2021 APS-C mirrorless camera

The Nikon Zfc, announced on 29 June 2021 and released in July 2021, is a mirrorless interchangeable-lens camera with the Nikon Z-mount with a MSRP of $960 body, in the US.

It is based on the DX-format Nikon Z50 and has a classic design with control dials, similar to the Nikon FM2, an F-mount film camera launched in 1982. The body is made from magnesium alloy and carbon composite materials. The Zfc launched with a silver body and six premium exterior colors, but as of 2025, the Zfc has 26 styles available: a silver body that can be customized with 12 premium exterior colors (white, mint green, coral pink, amber brown, natural grey, sand beige, midnight grey, chalk blue, mustard yellow, crimson red, walnut brown, olive green) and a "Black Edition" with a black body with the same premium exterior options, with which Nikon also announced the Nikkor Z 40mm ƒ/2 SE lens (Special Edition) in November 2022. The set includes a Nikkor Z 28mm ƒ/2.8 lens (Special Edition) designed to match the body. The silver body is also distributed in a bundle with a silver version of Nikkor Z DX 16-50mm f/3.5-6.3 VR (SL).

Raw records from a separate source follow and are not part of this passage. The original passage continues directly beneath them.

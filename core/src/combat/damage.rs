//! Damage formula
//!
//! Integer truncation order is load-bearing: the two `floor` steps below are
//! part of the contract and the tests pin concrete numeric fixtures rather
//! than re-deriving the formula.

use super::types::{effectiveness, Element};

/// Same-type attack bonus.
const STAB: f64 = 1.5;

/// Compute damage before the random factor is rolled.
///
/// ```text
/// base = floor(floor(2*level/5 + 2) * power * atk / max(1,def) / 50) + 2
/// dmg  = max(1, floor(base * stab * effectiveness * random_factor))
/// ```
///
/// `random_factor` is U(0.85, 1.0) in battle; passing a fixed value makes
/// the result deterministic for tests.
#[allow(clippy::too_many_arguments)]
pub fn damage(
    level: i32,
    power: i32,
    atk: i32,
    def: i32,
    move_element: Element,
    attacker_elements: &[Element],
    defender_elements: &[Element],
    random_factor: f64,
) -> i32 {
    let level_term = (2 * level / 5 + 2) as i64; // integer division floors
    let raw = (level_term * power as i64 * atk as i64) as f64 / def.max(1) as f64 / 50.0;
    let base = raw.floor() + 2.0;

    let stab = if attacker_elements.contains(&move_element) {
        STAB
    } else {
        1.0
    };
    let eff = effectiveness(defender_elements, move_element);

    ((base * stab * eff * random_factor).floor() as i32).max(1)
}

#[cfg(test)]
mod tests {
    use super::*;

    const E: Element = Element::Fire;

    fn dmg(power: i32, atk: i32, def: i32, stab: bool, factor: f64) -> i32 {
        let attacker = if stab { vec![E] } else { vec![Element::Normal] };
        damage(50, power, atk, def, E, &attacker, &[Element::Normal], factor)
    }

    #[test]
    fn numeric_fixture_level_50() {
        // level 50: floor(2*50/5 + 2) = 22
        // floor(22 * 60 * 100 / 80 / 50) + 2 = floor(33.0) + 2 = 35
        // 35 * 1.5 (stab) * 1.0 * 1.0 = 52.5 -> 52
        assert_eq!(dmg(60, 100, 80, true, 1.0), 52);
        // Without stab: 35
        assert_eq!(dmg(60, 100, 80, false, 1.0), 35);
    }

    #[test]
    fn numeric_fixture_truncation_order() {
        // floor(22 * 45 * 77 / 93 / 50) + 2 = floor(16.39...) + 2 = 18
        // 18 * 1.0 * 1.0 * 0.85 = 15.3 -> 15
        assert_eq!(dmg(45, 77, 93, false, 0.85), 15);
    }

    #[test]
    fn minimum_damage_is_one() {
        assert!(dmg(20, 55, 140, false, 0.85) >= 1);
        // An immunity multiplies the product to 0; the outer max raises it
        // back to 1, exactly as the formula is written.
        let v = damage(50, 100, 100, 100, Element::Electric, &[], &[Element::Rock], 1.0);
        assert_eq!(v, 1);
    }

    #[test]
    fn monotone_in_power_and_atk() {
        let mut prev = 0;
        for power in (20..=150).step_by(10) {
            let v = dmg(power, 100, 80, false, 1.0);
            assert!(v >= prev, "power {power}: {v} < {prev}");
            prev = v;
        }
        let mut prev = 0;
        for atk in (55..=140).step_by(5) {
            let v = dmg(80, atk, 80, false, 1.0);
            assert!(v >= prev, "atk {atk}: {v} < {prev}");
            prev = v;
        }
    }

    #[test]
    fn antitone_in_def() {
        let mut prev = i32::MAX;
        for def in (55..=140).step_by(5) {
            let v = dmg(80, 100, def, false, 1.0);
            assert!(v <= prev, "def {def}: {v} > {prev}");
            prev = v;
        }
    }

    #[test]
    fn effectiveness_scales_damage() {
        let neutral = damage(50, 60, 100, 80, Element::Fire, &[], &[Element::Normal], 1.0);
        let strong = damage(50, 60, 100, 80, Element::Fire, &[], &[Element::Grass], 1.0);
        assert_eq!(strong, neutral * 2);
    }
}
//! Animation: easing, choreography sequencing, and frame rendering

pub mod ease;
pub mod renderer;
pub mod sequencer;

pub use renderer::{
    render_frame, write_frames, CombatantSprites, NullTextPainter, SceneAssets, TextPainter,
};
pub use sequencer::{sequence, FrameInstruction, SequencedAnimation, Sequencer};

On 12 September 2024, Nikon announced four "HERALBONY" limited editions of the Zfc, featuring designs created by neurodiverse artists. Nikon and HERALBONY selected four works of art of more than 2,000 pieces in the HERALBONY licensed collection. The selected artworks are "Yurinoyoakeri" by Masaharu Honda, "Cone Flower" by Masahiro Fukui, "Joyful Time" by Teppei Kasahara and "Samba" by Momoko Eguchi.

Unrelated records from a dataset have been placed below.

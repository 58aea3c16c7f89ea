//! Frame renderer
//!
//! Consumes sequencer instructions and produces one composited image per
//! tick: background, sprites, effect, bars and popup on the working canvas;
//! crop to the camera window; panel and banner in screen space; then scale
//! to the output resolution with aspect preserved, padding the remainder
//! with the averaged border color of the source frame.

use std::collections::HashMap;
use std::path::Path;

use image::{Rgba, RgbaImage};
use tracing::{debug, info};

use crate::combat::{Element, Side};
use crate::config::PipelineConfig;
use crate::error::JobResult;

use super::sequencer::{CropRect, FrameInstruction, Pose, SpriteState};

/// Glyph drawing is an external collaborator; the core only positions text.
/// Implementations rasterize `text` at `(x, y)` (top-left) with the given
/// pixel height and RGBA color.
pub trait TextPainter {
    fn paint(&self, canvas: &mut RgbaImage, text: &str, x: i32, y: i32, height: u32, color: [u8; 4]);
}

/// Painter that draws nothing. Keeps the pipeline runnable when no font
/// stack is wired in.
pub struct NullTextPainter;

impl TextPainter for NullTextPainter {
    fn paint(&self, _: &mut RgbaImage, _: &str, _: i32, _: i32, _: u32, _: [u8; 4]) {}
}

/// Sprite pair for one combatant: base pose and victory pose, pre-scaled to
/// the configured sprite height.
pub struct CombatantSprites {
    pub base: RgbaImage,
    pub alt: RgbaImage,
}

impl CombatantSprites {
    fn for_pose(&self, pose: Pose) -> &RgbaImage {
        match pose {
            Pose::Base => &self.base,
            Pose::Alt => &self.alt,
        }
    }
}

/// Everything the renderer composites. Produced by the asset stage.
pub struct SceneAssets {
    /// Canvas-sized background.
    pub background: RgbaImage,
    pub a: CombatantSprites,
    pub b: CombatantSprites,
    /// Effect sprite per move element.
    pub effects: HashMap<Element, RgbaImage>,
}

/// Composite one instruction into a finished output-resolution frame.
pub fn render_frame(
    cfg: &PipelineConfig,
    assets: &SceneAssets,
    instr: &FrameInstruction,
    painter: &dyn TextPainter,
) -> RgbaImage {
    let mut canvas = assets.background.clone();

    draw_sprite(&mut canvas, assets.a.for_pose(instr.a.pose), &instr.a);
    draw_sprite(&mut canvas, assets.b.for_pose(instr.b.pose), &instr.b);

    if let Some(effect) = &instr.effect {
        if let Some(img) = assets.effects.get(&effect.element) {
            overlay_with_opacity(
                &mut canvas,
                img,
                effect.x as i32 - img.width() as i32 / 2,
                effect.y as i32 - img.height() as i32 / 2,
                1.0,
            );
        }
    }

    draw_bars(cfg, &mut canvas, instr);

    if let Some(popup) = &instr.popup {
        let color = [255, 70, 60, (popup.alpha * 255.0) as u8];
        painter.paint(&mut canvas, &popup.text, popup.x as i32, popup.y as i32, 42, color);
    }

    let mut cropped = crop(&canvas, &instr.camera);

    if let Some(panel) = &instr.panel {
        draw_panel(cfg, &mut cropped, &panel.title, &panel.lines, painter);
    }
    if let Some(banner) = &instr.banner {
        draw_banner(&mut cropped, banner, painter);
    }

    fit_to_output(cfg, &cropped)
}

/// Render every instruction and write a sequential, zero-padded, gapless
/// numbered PNG series into `dir`. Returns the frame count.
pub fn write_frames(
    cfg: &PipelineConfig,
    assets: &SceneAssets,
    frames: &[FrameInstruction],
    painter: &dyn TextPainter,
    dir: &Path,
) -> JobResult<u32> {
    std::fs::create_dir_all(dir)?;
    for instr in frames {
        let frame = render_frame(cfg, assets, instr, painter);
        let path = dir.join(format!("frame_{:06}.png", instr.frame_index));
        frame.save(&path)?;
        if instr.frame_index % 100 == 0 {
            debug!(frame = instr.frame_index, "rendered");
        }
    }
    info!(count = frames.len(), dir = %dir.display(), "frame series written");
    Ok(frames.len() as u32)
}

// ---- compositing primitives ---------------------------------------------

fn draw_sprite(canvas: &mut RgbaImage, img: &RgbaImage, state: &SpriteState) {
    if !state.visible || state.opacity <= 0.0 {
        return;
    }
    overlay_with_opacity(canvas, img, state.x as i32, state.y as i32, state.opacity);
}

/// Source-over blend of `src` onto `canvas` at `(x, y)` with a global
/// opacity multiplier on the source alpha.
pub fn overlay_with_opacity(canvas: &mut RgbaImage, src: &RgbaImage, x: i32, y: i32, opacity: f32) {
    let (cw, ch) = canvas.dimensions();
    for (sx, sy, px) in src.enumerate_pixels() {
        let dx = x + sx as i32;
        let dy = y + sy as i32;
        if dx < 0 || dy < 0 || dx >= cw as i32 || dy >= ch as i32 {
            continue;
        }
        let alpha = px[3] as f32 / 255.0 * opacity.clamp(0.0, 1.0);
        if alpha <= 0.0 {
            continue;
        }
        let dst = canvas.get_pixel_mut(dx as u32, dy as u32);
        for c in 0..3 {
            dst[c] = (px[c] as f32 * alpha + dst[c] as f32 * (1.0 - alpha)).round() as u8;
        }
        let da = dst[3] as f32 / 255.0;
        dst[3] = ((alpha + da * (1.0 - alpha)) * 255.0).round() as u8;
    }
}

/// Fill an axis-aligned rectangle with an alpha-blended color.
pub fn fill_rect(canvas: &mut RgbaImage, x: i32, y: i32, w: u32, h: u32, color: [u8; 4]) {
    let (cw, ch) = canvas.dimensions();
    let alpha = color[3] as f32 / 255.0;
    for dy in y.max(0)..(y + h as i32).min(ch as i32) {
        for dx in x.max(0)..(x + w as i32).min(cw as i32) {
            let dst = canvas.get_pixel_mut(dx as u32, dy as u32);
            for c in 0..3 {
                dst[c] = (color[c] as f32 * alpha + dst[c] as f32 * (1.0 - alpha)).round() as u8;
            }
            dst[3] = 255;
        }
    }
}

/// Crop the canvas to the camera rectangle, clamped to the canvas bounds.
fn crop(canvas: &RgbaImage, rect: &CropRect) -> RgbaImage {
    let (cw, ch) = canvas.dimensions();
    let w = (rect.w.round() as u32).clamp(1, cw);
    let h = (rect.h.round() as u32).clamp(1, ch);
    let x = (rect.x.round().max(0.0) as u32).min(cw - w);
    let y = (rect.y.round().max(0.0) as u32).min(ch - h);
    image::imageops::crop_imm(canvas, x, y, w, h).to_image()
}

fn draw_bars(cfg: &PipelineConfig, canvas: &mut RgbaImage, instr: &FrameInstruction) {
    let size = cfg.sprite_height as f32;
    for side in [Side::A, Side::B] {
        let bar = &instr.bars[side.index()];
        if !bar.visible {
            continue;
        }
        let sprite = match side {
            Side::A => &instr.a,
            Side::B => &instr.b,
        };
        const BAR_W: u32 = 180;
        const BAR_H: u32 = 16;
        let x = (sprite.x + (size - BAR_W as f32) / 2.0) as i32;
        let y = (sprite.y - 36.0) as i32;

        // Backplate, then fill proportional to shown HP.
        fill_rect(canvas, x - 2, y - 2, BAR_W + 4, BAR_H + 4, [20, 20, 24, 220]);
        let frac = (bar.shown_hp / bar.max_hp).clamp(0.0, 1.0);
        let fill = (frac * BAR_W as f32) as u32;
        let color = hp_color(frac);
        if fill > 0 {
            fill_rect(canvas, x, y, fill, BAR_H, color);
        }
    }
}

/// Green above 50%, yellow above 20%, red below.
fn hp_color(frac: f32) -> [u8; 4] {
    if frac > 0.5 {
        [88, 200, 80, 255]
    } else if frac > 0.2 {
        [236, 200, 60, 255]
    } else {
        [224, 68, 54, 255]
    }
}

fn draw_panel(
    cfg: &PipelineConfig,
    cropped: &mut RgbaImage,
    title: &str,
    lines: &[String],
    painter: &dyn TextPainter,
) {
    let (w, h) = cropped.dimensions();
    let panel_h = (cfg.panel_height_frac * h as f32) as u32;
    fill_rect(cropped, 0, 0, w, panel_h, [16, 18, 28, 210]);

    let title_h = (panel_h / 4).max(10);
    let line_h = (panel_h / 8).max(8);
    let margin = (w / 40) as i32;
    painter.paint(cropped, title, margin, margin / 2, title_h, [255, 255, 255, 255]);
    let mut y = margin / 2 + title_h as i32 + 4;
    for line in lines {
        painter.paint(cropped, line, margin, y, line_h, [220, 224, 232, 255]);
        y += line_h as i32 + 2;
    }
}

fn draw_banner(cropped: &mut RgbaImage, text: &str, painter: &dyn TextPainter) {
    let (w, h) = cropped.dimensions();
    let banner_h = h / 7;
    let y = (h / 14) as i32;
    fill_rect(cropped, 0, y, w, banner_h, [16, 18, 28, 225]);
    let text_h = banner_h * 3 / 5;
    // Rough horizontal centering; exact metrics are the painter's concern.
    let x = (w / 2) as i32 - (text.len() as i32 * text_h as i32) / 4;
    painter.paint(cropped, text, x.max(0), y + (banner_h - text_h) as i32 / 2, text_h, [
        255, 228, 120, 255,
    ]);
}

/// Average color of the frame's border pixels, used as letterbox fill so
/// the padding bars blend with the scene.
fn border_average(img: &RgbaImage) -> Rgba<u8> {
    let (w, h) = img.dimensions();
    let mut sum = [0u64; 3];
    let mut count = 0u64;
    let mut add = |px: &Rgba<u8>| {
        for c in 0..3 {
            sum[c] += px[c] as u64;
        }
        count += 1;
    };
    for x in 0..w {
        add(img.get_pixel(x, 0));
        add(img.get_pixel(x, h - 1));
    }
    for y in 1..h.saturating_sub(1) {
        add(img.get_pixel(0, y));
        add(img.get_pixel(w - 1, y));
    }
    if count == 0 {
        return Rgba([0, 0, 0, 255]);
    }
    Rgba([
        (sum[0] / count) as u8,
        (sum[1] / count) as u8,
        (sum[2] / count) as u8,
        255,
    ])
}

/// Scale to fit the output resolution preserving aspect ratio; pad the
/// remainder with the averaged border color.
fn fit_to_output(cfg: &PipelineConfig, frame: &RgbaImage) -> RgbaImage {
    let (fw, fh) = frame.dimensions();
    let (ow, oh) = (cfg.output_width, cfg.output_height);

    let scale = (ow as f32 / fw as f32).min(oh as f32 / fh as f32);
    let sw = ((fw as f32 * scale) as u32).max(1);
    let sh = ((fh as f32 * scale) as u32).max(1);

    let scaled = image::imageops::resize(frame, sw, sh, image::imageops::FilterType::Triangle);
    let fill = border_average(frame);

    let mut out = RgbaImage::from_pixel(ow, oh, fill);
    let x = (ow - sw) / 2;
    let y = (oh - sh) / 2;
    image::imageops::overlay(&mut out, &scaled, x as i64, y as i64);
    out
}

#[cfg(test)]
mod tests {
    use super::*;
    use crate::anim::sequencer::{BarState, CropRect, EffectState};

    fn cfg() -> PipelineConfig {
        PipelineConfig {
            canvas_width: 320,
            canvas_height: 180,
            output_width: 160,
            output_height: 284,
            sprite_height: 64,
            ..PipelineConfig::default()
        }
    }

    fn assets(cfg: &PipelineConfig) -> SceneAssets {
        let solid = |color: [u8; 4], size: u32| RgbaImage::from_pixel(size, size, Rgba(color));
        let pair = |color: [u8; 4]| CombatantSprites {
            base: solid(color, cfg.sprite_height),
            alt: solid(color, cfg.sprite_height),
        };
        let mut effects = HashMap::new();
        effects.insert(Element::Fire, solid([255, 120, 0, 255], 24));
        SceneAssets {
            background: RgbaImage::from_pixel(
                cfg.canvas_width,
                cfg.canvas_height,
                Rgba([40, 44, 60, 255]),
            ),
            a: pair([200, 40, 40, 255]),
            b: pair([40, 40, 200, 255]),
            effects,
        }
    }

    fn instruction(cfg: &PipelineConfig) -> FrameInstruction {
        let sprite = |x: f32| SpriteState {
            x,
            y: 90.0,
            visible: true,
            opacity: 1.0,
            pose: Pose::Base,
        };
        FrameInstruction {
            frame_index: 0,
            a: sprite(20.0),
            b: sprite(230.0),
            effect: Some(EffectState {
                x: 160.0,
                y: 100.0,
                element: Element::Fire,
            }),
            camera: CropRect {
                x: 0.0,
                y: 0.0,
                w: cfg.canvas_width as f32,
                h: cfg.canvas_height as f32,
            },
            panel: None,
            bars: [
                BarState {
                    visible: true,
                    shown_hp: 150.0,
                    max_hp: 300.0,
                },
                BarState {
                    visible: false,
                    shown_hp: 300.0,
                    max_hp: 300.0,
                },
            ],
            popup: None,
            banner: None,
        }
    }

    #[test]
    fn rendered_frame_has_output_resolution() {
        let cfg = cfg();
        let frame = render_frame(&cfg, &assets(&cfg), &instruction(&cfg), &NullTextPainter);
        assert_eq!(frame.dimensions(), (cfg.output_width, cfg.output_height));
    }

    #[test]
    fn padding_uses_border_average() {
        let cfg = cfg();
        // Uniform background with no sprites: padding must equal it.
        let mut instr = instruction(&cfg);
        instr.a.visible = false;
        instr.b.visible = false;
        instr.effect = None;
        instr.bars[0].visible = false;
        let frame = render_frame(&cfg, &assets(&cfg), &instr, &NullTextPainter);
        // Top-left pixel is padding (wide source in a tall output).
        assert_eq!(*frame.get_pixel(0, 0), Rgba([40, 44, 60, 255]));
    }

    #[test]
    fn invisible_sprites_are_not_drawn() {
        let cfg = cfg();
        let mut instr = instruction(&cfg);
        instr.effect = None;
        instr.bars[0].visible = false;
        instr.b.visible = false;
        let with_b = {
            let mut i = instr.clone();
            i.b.visible = true;
            render_frame(&cfg, &assets(&cfg), &i, &NullTextPainter)
        };
        let without_b = render_frame(&cfg, &assets(&cfg), &instr, &NullTextPainter);
        assert_ne!(with_b.as_raw(), without_b.as_raw());
    }

    #[test]
    fn opacity_fades_blend_toward_background() {
        let mut canvas = RgbaImage::from_pixel(16, 16, Rgba([0, 0, 0, 255]));
        let sprite = RgbaImage::from_pixel(8, 8, Rgba([200, 200, 200, 255]));
        overlay_with_opacity(&mut canvas, &sprite, 0, 0, 0.5);
        let px = canvas.get_pixel(2, 2);
        assert_eq!(px[0], 100);
        // Outside the sprite footprint untouched.
        assert_eq!(*canvas.get_pixel(12, 12), Rgba([0, 0, 0, 255]));
    }

    #[test]
    fn crop_clamps_to_canvas_bounds() {
        let canvas = RgbaImage::from_pixel(100, 50, Rgba([9, 9, 9, 255]));
        let out = crop(
            &canvas,
            &CropRect {
                x: 80.0,
                y: 40.0,
                w: 40.0,
                h: 40.0,
            },
        );
        assert_eq!(out.dimensions(), (40, 40));
    }

    #[test]
    fn write_frames_emits_gapless_numbered_series() {
        let cfg = cfg();
        let a = assets(&cfg);
        let frames: Vec<FrameInstruction> = (0..3)
            .map(|i| {
                let mut instr = instruction(&cfg);
                instr.frame_index = i;
                instr
            })
            .collect();
        let dir = tempfile::tempdir().unwrap();
        let count = write_frames(&cfg, &a, &frames, &NullTextPainter, dir.path()).unwrap();
        assert_eq!(count, 3);
        for i in 0..3 {
            assert!(dir.path().join(format!("frame_{i:06}.png")).is_file());
        }
        assert!(!dir.path().join("frame_000003.png").exists());
    }
}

The name "fc" is taken from the "f," which represents the fusion of Nikon's history and technology, and the "c," which represents the casual use of a camera with a classic design. On 2 July 2021, Nikon announced that the Zfc "may not be available by the launch date due to higher than expected reservations".

== Lenses ==
The Zfc uses the Nikon Z-mount, developed by Nikon for its mirrorless digital cameras.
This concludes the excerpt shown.